2022’deyiz. Dijital dünyanın genişlemesiyle bilumum şablonlar ortadan kalktı. Sosyoloji küçüldü. Psikosiyaset önde. Bunları fark etmeyen, genelleyen, bunu çalışmayan kişilerin bir şablonu var.
İçişleri Bakanı olduğumda, adamın teki “Eli kolu kocaman bilezikle dolu. Bir koyun tüccarının karısı olması gereken, kara kuru esmer kadın” dedi benim için. Anadolu’nun buğday yiyen kadınlarından bahsediyor. Defalarca söyledim duyulmadı. “Bir apartmanın balkonundan halı silkeleyecek bir kara kuru kadın” dediler. Bunu milliyetçilik üzerinden yapıyorlar. Bize yönelen bakış açısı bu. Bunun üzerinden yapıyorlar tanzim işlerini. Özü sınıfsal. “Komşunun balkonuna halı silkeleyecek kadın nasıl bakan olur” mesajı verdiler. O dönem modacıları toplayıp benim kıyafetlerimi tartıştılar. Ben ne şık ne rüküşüm. Siyasetle zenginleşmemiş biri olarak, bir yerden pantolon, bir yerden ceket alıp giyiyorum. Evimde masanın üstünden o danteli kaldırmadım hiçbir zaman. Bir sınıfın iyi tahsil görmüş bir kadınıyım. Cumhuriyet, bir sınıftan alıp buraya getirmiş beni. Ben profesör olacakmışım. Seneler boyunca cumhuriyeti temsil ettiğini iddia eden üsttencilerin hem cumhuriyete, hem CHP’ye dair öfkenin oluşmasını sağlayan dili bu.
İktidarın 20 yıl iktidarda kalışı da bu bakışın iyi kullanılması. Kemal Bey ilk genel başkan seçildiğinde bana sordular. “Dikkat etmeniz gereken delegelerin Kemal Bey’i seçmesi; Tunceli’de doğmuş bir küçük memurun oğlunu seçtiler. Babam gibi birini seçtiler yani. Bu Türkiye için çok önemli bir adımdır” demiştim. Masada arıza çıkmaz ama çıkarmaya çalışan çok. Benimle ilgili o derin şüphe hali yaratılmamış olsa Tayyip Erdoğan niye davet etsin?
Ben AK Parti’nin kurucularından biriyim; o gün anketlerde yüzde 42’ydi. Kimse sormadı. Niye ayrıldın? Aptal muamelesi gördüm. 2015’te de davet edildim. Yine “hayır” demişim. Demek ki en ilkeli şahıs benim.

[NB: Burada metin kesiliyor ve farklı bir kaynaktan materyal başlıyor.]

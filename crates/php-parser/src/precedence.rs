//! Binding powers for the Pratt loop in [`crate::expr`]. Higher binds tighter.

use php_lexer::TokenKind;

/// Right-hand binding power of `=` and the compound assignments.
pub const ASSIGNMENT_BP: u8 = 8;

/// Left binding power of `? :` and `?:`.
pub const TERNARY_BP: u8 = 10;

#[derive(Debug, Clone, Copy, PartialEq, Eq)]
enum Assoc {
    Left,
    Right,
}

/// Precedence level of a binary operator. Equality and comparison are
/// non-associative in PHP and are parsed as left-associative.
fn infix_level(kind: &TokenKind) -> Option<(u8, Assoc)> {
    use Assoc::{Left, Right};

    let level = match kind {
        TokenKind::Or => (1, Left),
        TokenKind::Xor => (3, Left),
        TokenKind::And => (5, Left),
        // assignment (8) and ternary (10) sit here
        TokenKind::QuestionQuestion => (13, Right),
        TokenKind::PipePipe => (15, Left),
        TokenKind::AmpersandAmpersand => (17, Left),
        TokenKind::Pipe => (19, Left),
        TokenKind::Caret => (21, Left),
        TokenKind::Ampersand => (23, Left),
        TokenKind::EqualsEquals
        | TokenKind::BangEquals
        | TokenKind::EqualsEqualsEquals
        | TokenKind::BangEqualsEquals
        | TokenKind::Spaceship => (25, Left),
        TokenKind::LessThan
        | TokenKind::LessThanEquals
        | TokenKind::GreaterThan
        | TokenKind::GreaterThanEquals => (27, Left),
        TokenKind::Dot => (31, Left),
        TokenKind::ShiftLeft | TokenKind::ShiftRight => (33, Left),
        TokenKind::Plus | TokenKind::Minus => (35, Left),
        TokenKind::Star | TokenKind::Slash | TokenKind::Percent => (37, Left),
        TokenKind::StarStar => (39, Right),
        // above `!`, so `!$a instanceof B` is `!($a instanceof B)`
        TokenKind::Instanceof => (42, Left),
        _ => return None,
    };
    Some(level)
}

/// `(left_bp, right_bp)` of a binary operator.
pub fn infix_binding_power(kind: &TokenKind) -> Option<(u8, u8)> {
    infix_level(kind).map(|(level, assoc)| match assoc {
        Assoc::Left => (level, level + 1),
        Assoc::Right => (level + 1, level),
    })
}

/// Right binding power of a prefix operator.
pub fn prefix_binding_power(kind: &TokenKind) -> Option<u8> {
    match kind {
        // below `**`: `-$a ** 2` is `-($a ** 2)`
        TokenKind::Minus | TokenKind::Plus => Some(39),
        TokenKind::Bang | TokenKind::Tilde | TokenKind::PlusPlus | TokenKind::MinusMinus => Some(41),
        _ => None,
    }
}

/// Left binding power of `$a++` and `$a--`.
pub fn postfix_binding_power(kind: &TokenKind) -> Option<u8> {
    match kind {
        TokenKind::PlusPlus | TokenKind::MinusMinus => Some(43),
        _ => None,
    }
}
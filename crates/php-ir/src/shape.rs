//! Structural equality over IR nodes.
//!
//! Two nodes have the same shape when they are the same node type and every
//! field is equal, positions and trivia aside. [`canonical_key`] prints the
//! same fields as an S-expression, so two nodes share a key exactly when
//! they have the same shape.

pub trait Shape {
    fn same_shape(&self, other: &Self) -> bool;

    /// Append the S-expression form of `self` to `out`.
    fn write_key(&self, out: &mut String);
}

/// The S-expression key of `node`, e.g. `(SimpleVar :name "a")`.
pub fn canonical_key<T: Shape + ?Sized>(node: &T) -> String {
    let mut out = String::new();
    node.write_key(&mut out);
    out
}

impl Shape for String {
    fn same_shape(&self, other: &Self) -> bool {
        self == other
    }

    fn write_key(&self, out: &mut String) {
        // Debug quoting escapes `"` and `\`, keeping keys unambiguous.
        out.push_str(&format!("{self:?}"));
    }
}

impl Shape for bool {
    fn same_shape(&self, other: &Self) -> bool {
        self == other
    }

    fn write_key(&self, out: &mut String) {
        out.push_str(if *self { "true" } else { "false" });
    }
}

impl<T: Shape + ?Sized> Shape for Box<T> {
    fn same_shape(&self, other: &Self) -> bool {
        (**self).same_shape(other)
    }

    fn write_key(&self, out: &mut String) {
        (**self).write_key(out);
    }
}

impl<T: Shape> Shape for Option<T> {
    fn same_shape(&self, other: &Self) -> bool {
        match (self, other) {
            (Some(a), Some(b)) => a.same_shape(b),
            (None, None) => true,
            _ => false,
        }
    }

    fn write_key(&self, out: &mut String) {
        match self {
            Some(inner) => inner.write_key(out),
            None => out.push_str("nil"),
        }
    }
}

impl<T: Shape> Shape for Vec<T> {
    fn same_shape(&self, other: &Self) -> bool {
        self.len() == other.len() && self.iter().zip(other).all(|(a, b)| a.same_shape(b))
    }

    fn write_key(&self, out: &mut String) {
        out.push('[');
        for (i, item) in self.iter().enumerate() {
            if i > 0 {
                out.push(' ');
            }
            item.write_key(out);
        }
        out.push(']');
    }
}
macro_rules! ir_nodes {
    ($(
        $(#[$meta:meta])*
        $name:ident { $($field:ident : $ty:ty),* $(,)? }
    )*) => {
        $(
            $(#[$meta])*
            #[derive(Debug, Clone, PartialEq, Serialize)]
            pub struct $name {
                $(pub $field: $ty,)*
                pub position: Position,
                #[serde(skip_serializing_if = "Collection::is_empty")]
                pub free_floating: Collection,
            }

            impl $name {
                pub const TYPE_NAME: &'static str = stringify!($name);
            }

            impl<'a> Walk<'a, NodeRef<'a>> for $name {
                #[allow(unused_variables)]
                fn walk<V: Visitor<NodeRef<'a>> + ?Sized>(&'a self, visitor: &mut V) {
                    let node = NodeRef::$name(self);
                    if visitor.enter_node(node) {
                        $(WalkField::walk_field(&self.$field, visitor, node, stringify!($field));)*
                    }
                    visitor.leave_node(node);
                }
            }

            impl<'a> WalkField<'a, NodeRef<'a>> for $name {
                fn walk_field<V: Visitor<NodeRef<'a>> + ?Sized>(
                    &'a self,
                    visitor: &mut V,
                    parent: NodeRef<'a>,
                    key: &'static str,
                ) {
                    visitor.enter_child(key, parent);
                    self.walk(visitor);
                    visitor.leave_child(key, parent);
                }
            }

            impl Shape for $name {
                #[allow(unused_variables)]
                fn same_shape(&self, other: &Self) -> bool {
                    true $(&& self.$field.same_shape(&other.$field))*
                }

                fn write_key(&self, out: &mut String) {
                    out.push('(');
                    out.push_str(stringify!($name));
                    $(
                        out.push_str(concat!(" :", stringify!($field), " "));
                        self.$field.write_key(out);
                    )*
                    out.push(')');
                }
            }

            impl Detach for $name {
                fn detach(&mut self) {
                    $(self.$field.detach();)*
                    self.position = Position::NONE;
                    self.free_floating = Collection::new();
                }
            }

            impl From<$name> for Node {
                fn from(node: $name) -> Node {
                    Node::$name(node)
                }
            }

            php_ast::impl_ast_node!($name);
        )*

        /// Any IR node.
        #[derive(Debug, Clone, PartialEq, Serialize)]
        #[serde(tag = "type")]
        pub enum Node {
            $($name($name),)*
        }

        /// Borrowed view of an IR node, handed to visitors.
        #[derive(Debug, Clone, Copy)]
        pub enum NodeRef<'a> {
            $($name(&'a $name),)*
        }

        impl Node {
            pub fn type_name(&self) -> &'static str {
                match self {
                    $(Node::$name(_) => stringify!($name),)*
                }
            }

            pub fn as_node_ref(&self) -> NodeRef<'_> {
                match self {
                    $(Node::$name(n) => NodeRef::$name(n),)*
                }
            }
        }

        impl AstNode for Node {
            fn position(&self) -> Position {
                match self {
                    $(Node::$name(n) => n.position,)*
                }
            }

            fn set_position(&mut self, position: Position) {
                match self {
                    $(Node::$name(n) => n.position = position,)*
                }
            }

            fn free_floating(&self) -> &Collection {
                match self {
                    $(Node::$name(n) => &n.free_floating,)*
                }
            }

            fn free_floating_mut(&mut self) -> &mut Collection {
                match self {
                    $(Node::$name(n) => &mut n.free_floating,)*
                }
            }
        }

        impl Shape for Node {
            fn same_shape(&self, other: &Self) -> bool {
                match (self, other) {
                    $((Node::$name(a), Node::$name(b)) => a.same_shape(b),)*
                    _ => false,
                }
            }

            fn write_key(&self, out: &mut String) {
                match self {
                    $(Node::$name(n) => n.write_key(out),)*
                }
            }
        }

        impl Detach for Node {
            fn detach(&mut self) {
                match self {
                    $(Node::$name(n) => n.detach(),)*
                }
            }
        }

        impl<'a> NodeRef<'a> {
            pub fn type_name(self) -> &'static str {
                match self {
                    $(NodeRef::$name(_) => stringify!($name),)*
                }
            }

            /// [`Shape::same_shape`] against an owned node.
            pub fn same_shape_as(self, other: &Node) -> bool {
                match (self, other) {
                    $((NodeRef::$name(a), Node::$name(b)) => a.same_shape(b),)*
                    _ => false,
                }
            }

            pub fn position(self) -> Position {
                match self {
                    $(NodeRef::$name(n) => n.position,)*
                }
            }

            pub fn free_floating(self) -> &'a Collection {
                match self {
                    $(NodeRef::$name(n) => &n.free_floating,)*
                }
            }
        }

        impl<'a> Walk<'a, NodeRef<'a>> for Node {
            fn walk<V: Visitor<NodeRef<'a>> + ?Sized>(&'a self, visitor: &mut V) {
                match self {
                    $(Node::$name(n) => n.walk(visitor),)*
                }
            }
        }

        impl<'a> WalkField<'a, NodeRef<'a>> for Node {
            fn walk_field<V: Visitor<NodeRef<'a>> + ?Sized>(
                &'a self,
                visitor: &mut V,
                parent: NodeRef<'a>,
                key: &'static str,
            ) {
                match self {
                    $(Node::$name(n) => n.walk_field(visitor, parent, key),)*
                }
            }
        }
    };
}
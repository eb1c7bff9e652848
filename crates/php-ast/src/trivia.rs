//! Free-floating text: whitespace, comments and punctuation that carry no
//! meaning but must survive a round trip.

use std::collections::BTreeMap;

use serde::Serialize;

use crate::node::AstNode;
use crate::position::Position;

#[derive(Debug, Clone, Copy, PartialEq, Eq, Hash, Serialize)]
pub enum TriviaKind {
    Whitespace,
    Comment,
    Token,
}

#[derive(Debug, Clone, PartialEq, Eq, Serialize)]
pub struct Trivia {
    pub kind: TriviaKind,
    pub value: String,
    pub position: Position,
}

impl Trivia {
    pub fn new(kind: TriviaKind, value: impl Into<String>, position: Position) -> Self {
        Self {
            kind,
            value: value.into(),
            position,
        }
    }
}

/// Attachment points for trivia. Adding a variant is a data-model change.
#[derive(Debug, Clone, Copy, PartialEq, Eq, PartialOrd, Ord, Hash, Serialize)]
pub enum Key {
    /// Leading trivia of the node's first token.
    Start,
    /// Trivia left before end of input.
    End,
    /// The `$` of `$$a` and `${expr}`.
    Dollar,
    /// The statement terminator, stored as a `Token` trivia.
    SemiColon,
    /// `?>` used in place of a terminator.
    PhpCloseTag,
}

#[derive(Debug, Clone, Default, PartialEq, Eq, Serialize)]
#[serde(transparent)]
pub struct Collection(BTreeMap<Key, Vec<Trivia>>);

impl Collection {
    pub fn new() -> Self {
        Self(BTreeMap::new())
    }

    pub fn is_empty(&self) -> bool {
        self.0.is_empty()
    }

    pub fn get(&self, key: Key) -> Option<&[Trivia]> {
        self.0.get(&key).map(Vec::as_slice)
    }

    /// Replace the bucket at `key`. An empty list removes it.
    pub fn set(&mut self, key: Key, trivia: Vec<Trivia>) {
        if trivia.is_empty() {
            self.0.remove(&key);
        } else {
            self.0.insert(key, trivia);
        }
    }

    pub fn push(&mut self, key: Key, trivia: Trivia) {
        self.0.entry(key).or_default().push(trivia);
    }

    pub fn take(&mut self, key: Key) -> Vec<Trivia> {
        self.0.remove(&key).unwrap_or_default()
    }

    /// Prepend `trivia` to the bucket at `key`.
    pub fn prepend(&mut self, key: Key, mut trivia: Vec<Trivia>) {
        if trivia.is_empty() {
            return;
        }
        if let Some(existing) = self.0.remove(&key) {
            trivia.extend(existing);
        }
        self.0.insert(key, trivia);
    }

    pub fn iter(&self) -> impl Iterator<Item = (Key, &Trivia)> {
        self.0
            .iter()
            .flat_map(|(key, list)| list.iter().map(move |t| (*key, t)))
    }

    pub fn len(&self) -> usize {
        self.0.values().map(Vec::len).sum()
    }
}

/// Move the `key` bucket of `src` onto `dst`, deleting it from `src`.
///
/// Moved trivia goes in front of whatever `dst` already has at `key`, since
/// the source node always precedes the destination's own text.
pub fn move_free_floating<S, D>(src: &mut S, dst: &mut D, key: Key)
where
    S: AstNode + ?Sized,
    D: AstNode + ?Sized,
{
    let moved = src.free_floating_mut().take(key);
    dst.free_floating_mut().prepend(key, moved);
}
impl Default for LexerConfig {
    fn default() -> Self {
        Self {
            with_free_floating: true,
        }
    }
}

/// Lexical mode. The lexer works in the mode on top of its stack.
#[derive(Debug, Clone, Copy, PartialEq, Eq)]
pub enum Mode {
    InlineHtml,
    Php,
    DoubleQuotes,
    Backquote,
    Heredoc,
    Nowdoc,
    /// After `$name[` inside a string.
    VarOffset,
    /// After `$name->` inside a string.
    LookingForProperty,
    /// After `${` inside a string.
    LookingForVarName,
}

const POOL_LIMIT: usize = 64;

/// Free list of trivia buffers, owned by one lexer.
#[derive(Debug, Default)]
pub struct TokenPool {
    free: Vec<Vec<Trivia>>,
}

impl TokenPool {
    pub fn take(&mut self) -> Vec<Trivia> {
        self.free.pop().unwrap_or_default()
    }

    pub fn give(&mut self, mut buffer: Vec<Trivia>) {
        if buffer.capacity() == 0 || self.free.len() >= POOL_LIMIT {
            return;
        }
        buffer.clear();
        self.free.push(buffer);
    }

    pub fn len(&self) -> usize {
        self.free.len()
    }

    pub fn is_empty(&self) -> bool {
        self.free.is_empty()
    }
}

type Raw = (TokenKind, usize, usize);

pub struct Lexer<'src> {
    source: &'src str,
    pos: usize,
    modes: Vec<Mode>,
    heredoc_labels: Vec<String>,
    lines: LineIndex<'src>,
    config: LexerConfig,
    pool: TokenPool,
    peeked: Option<Token>,
    peeked2: Option<Token>,
    pub errors: Vec<LexerError>,
}
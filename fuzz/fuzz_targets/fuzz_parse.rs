#![no_main]

use libfuzzer_sys::fuzz_target;
use php_rs_parser::{parse_with, Dialect, ParserConfig};

fuzz_target!(|data: &[u8]| {
    let Ok(source) = std::str::from_utf8(data) else {
        return;
    };
    for dialect in [Dialect::Php5, Dialect::Php7] {
        let config = ParserConfig {
            dialect,
            ..ParserConfig::default()
        };
        let result = parse_with(source, config);
        // Recovered syntax errors lower to placeholder nodes, so lowering
        // parser output never faults.
        let lowered = php_ir::lower(result.root);
        match lowered {
            Ok(root) => {
                php_ir::fmt::print_root(&root);
            }
            Err(err) => panic!("{err}"),
        }
    }
});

“Otoriteyle hep çelişirim”
Ben Atatürk’ü çalışmış biriyim. Hayranlığım dijital dünyada iki kat arttı. Bireyin kalkınmasını merkeze oturtmuş daha o yıllar. Keşfettikçe hayranlığım artıyor.
Otoriteyle hep çelişirim. Sivil toplum kuruluşlarını demokratik kitle örgütü olarak tarif ederim mesela. O örgütler asla el sıkışamaz otoriteyle. Belediye fark etmez, el sıkışıyorsanız olmaz.
Bütün bu karşı çıkışların arkasında menfaat konusunda güçlü bir hassasiyet olması gerekir. Her kadının içinde vardır; zaman zaman tetikliyor.
“Anayasa değişikliği için Altılı Masa karar alacak”
Masaya bu konuyu ortak karara bağlamamız gerektiği teklif olarak götürdüm. Madem ortak yol yürüyoruz. Başörtüsüne özgürlük için Kemal Bey teklifte bulunduğunda bazı arkadaşlar destek açıklamıştı. Şimdi iktidarın anayasa değişiklik teklifini göreceğiz ve ortak bir karar alacağız.”
“Ortak adayın kazanması için şiddetle çalışacağım”
Seçime tek cumhurbaşkanı adayıyla gitmeliyiz. Cumhurbaşkanı adayı olma hakkımdan feragat ettim. Tek adayın, ortak adayın kazanması için de şiddetle çalışacağım.